Although sustained HIV replication appears to play a predominant role in driving CD8+ T cells towards a late stage of memory maturation (15
), we found no difference in the memory-polyfunction association between those with high and low HIV viral loads, i.e. those controlling viral replication did not resemble the stable ‘polyfunctionality regardless of memory phenotype’ pattern of CMV-specific CD8+ T cells. It would be of interest to determine whether this is also the case for HIV-specific cells from individuals on long-term, successful ART, where antigen load is reduced.

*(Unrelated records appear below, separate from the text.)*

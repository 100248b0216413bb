use super::config::{GisParams, index_factor};
use super::household::gis_params_for;
use super::types::{IncomeKind, Person};

pub const STANDARD_BENEFIT_AGE: u32 = 65;
pub const CPP_EARLIEST_AGE: u32 = 60;
pub const LATEST_DEFERRAL_AGE: u32 = 70;
pub const CPP_DEFERRAL_PER_MONTH: f64 = 0.007;
pub const CPP_EARLY_PER_MONTH: f64 = 0.006;
pub const OAS_DEFERRAL_PER_MONTH: f64 = 0.006;
pub const OAS_AGE_75_INCREASE: f64 = 0.10;
pub const OAS_INCREASE_AGE: u32 = 75;

/// Permanent CPP adjustment for taking the pension at `start_age`.
pub fn cpp_adjustment(start_age: u32) -> f64 {
    let start = start_age.clamp(CPP_EARLIEST_AGE, LATEST_DEFERRAL_AGE);
    if start >= STANDARD_BENEFIT_AGE {
        let months = (start - STANDARD_BENEFIT_AGE) * 12;
        1.0 + CPP_DEFERRAL_PER_MONTH * months as f64
    } else {
        let months = (STANDARD_BENEFIT_AGE - start) * 12;
        1.0 - CPP_EARLY_PER_MONTH * months as f64
    }
}

/// Permanent OAS deferral increase. OAS cannot start before 65.
pub fn oas_adjustment(start_age: u32) -> f64 {
    let start = start_age.clamp(STANDARD_BENEFIT_AGE, LATEST_DEFERRAL_AGE);
    let months = (start - STANDARD_BENEFIT_AGE) * 12;
    1.0 + OAS_DEFERRAL_PER_MONTH * months as f64
}

pub fn cpp_benefit(person: &Person, age: u32, inflation_factor: f64) -> f64 {
    if age < person.cpp_start_age || person.cpp_annual_at_65 <= 0.0 {
        return 0.0;
    }
    person.cpp_annual_at_65 * cpp_adjustment(person.cpp_start_age) * inflation_factor
}

pub fn oas_benefit(person: &Person, age: u32, inflation_factor: f64) -> f64 {
    if age < person.oas_start_age.max(STANDARD_BENEFIT_AGE) || person.oas_annual_at_65 <= 0.0 {
        return 0.0;
    }
    let senior_increase = if age >= OAS_INCREASE_AGE {
        1.0 + OAS_AGE_75_INCREASE
    } else {
        1.0
    };
    person.oas_annual_at_65
        * oas_adjustment(person.oas_start_age)
        * senior_increase
        * inflation_factor
}

/// Guaranteed Income Supplement for one person.
///
/// `income` excludes OAS and GIS. For couples it is the combined income of
/// both spouses and each spouse bears half of the reduction.
pub fn gis_benefit(gis: &GisParams, include_partner: bool, receives_oas: bool, income: f64) -> f64 {
    if !receives_oas {
        return 0.0;
    }
    let (threshold, max_benefit) = gis_params_for(gis, include_partner);
    if income >= threshold {
        return 0.0;
    }
    let mut reduction = ((income - gis.employment_exemption_1) * gis.clawback_rate).max(0.0);
    if include_partner {
        reduction *= 0.5;
    }
    (max_benefit - reduction).max(0.0)
}

pub fn pension_income(person: &Person, age: u32, years_elapsed: u32, inflation: f64) -> f64 {
    person
        .pensions
        .iter()
        .filter(|p| age >= p.start_age)
        .map(|p| {
            let factor = if p.inflation_indexed {
                index_factor(years_elapsed, inflation)
            } else {
                1.0
            };
            p.amount.max(0.0) * factor
        })
        .sum()
}

#[derive(Debug, Clone, Copy, Default, PartialEq)]
pub struct OtherIncomeYear {
    pub employment: f64,
    pub other: f64,
}

impl OtherIncomeYear {
    pub fn total(&self) -> f64 {
        self.employment + self.other
    }
}

/// Non-pension income streams active at `age`; `end_age` is exclusive.
pub fn other_income(
    person: &Person,
    age: u32,
    years_elapsed: u32,
    inflation: f64,
) -> OtherIncomeYear {
    let mut year = OtherIncomeYear::default();
    for stream in &person.other_incomes {
        if stream.start_age.is_some_and(|start| age < start) {
            continue;
        }
        if stream.end_age.is_some_and(|end| age >= end) {
            continue;
        }
        let factor = if stream.inflation_indexed {
            index_factor(years_elapsed, inflation)
        } else {
            1.0
        };
        let amount = stream.amount.max(0.0) * factor;
        match stream.kind {
            IncomeKind::Employment => year.employment += amount,
            IncomeKind::Rental | IncomeKind::Business | IncomeKind::Other => year.other += amount,
        }
    }
    year
}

Our starting point for this study was that polyfunctional T cells, capable of carrying out a range of functions simultaneously, exhibit superior protective immunity (9
). We can speculate that measuring multiple functions on a per cell basis may more closely reflect the ability of CD8+ T cells to impart antiviral effects and may be more relevant than focusing only on one function, such as IFNγ. However, the combination of specific functions rather the number of functions per se
may offer a more refined and accurate assessment of protective immunity (50
). Upregulation of perforin has recently been highlighted as an important indicator of cytotoxic potential for control of HIV (51
). This is also a consideration in the question of how maturation profiles of CD8+ T cells and functional abilities are linked, since specific functions such as perforin and IL-2 may indeed be associated with particular memory phenotypes, whilst other functions may not be as tightly regulated. Loss of CD28 expression appears to be coupled to loss of IL-2 production, whilst T-bet expression correlates with perforin upregulation (53
). In our study, we did not measure perforin and nor could we detect IL-2 responses. Indeed, CMV-specific CD8+ T cells rarely produce IL-2 (53
) and IL-2 production in the context of HIV infection is confined to long-term non-progressors (54
Excessive activation of the immune system can influence both the function and phenotype of CD8+ T cells. Several studies have described the upregulation of PD-1 and other inhibitory receptors such as CD160, 2B4 and LAG3 on CD8+ T cells in chronic viral infections, including HIV, which results in defective cytokine production and lack of polyfunctional responses. This can be partially reversed by blocking the interaction of these receptors with their ligands (56
). Yamamoto and colleagues (37
) recently described elevated levels and co-expression of several negative regulators on HIV-specific CD8+ T cells compared to CMV-specific cells. Co-expression of these inhibitory receptors correlated inversely with polyfunctionality, and PD-1 blockade restored cytokine production. It would thus be of interest to determine whether, in HIV infection, the memory maturation profile of HIV-specific CD8+ T cells coincides with their degree of functional inhibition.
In conclusion, our data show that the polyfunctional abilities of HIV-specific CD8+ T cells are influenced by the stage of memory differentiation, which is not the case for CMV-specific responses. This emphasizes that different pathogens generate CD8+ T cell responses with distinct polyfunctional-memory subset profiles; this may reflect the distinct life histories of pathogens and their interactions with the immune system. A better understanding of which memory-function combinations lead to superior and durable protective immunity against HIV is needed.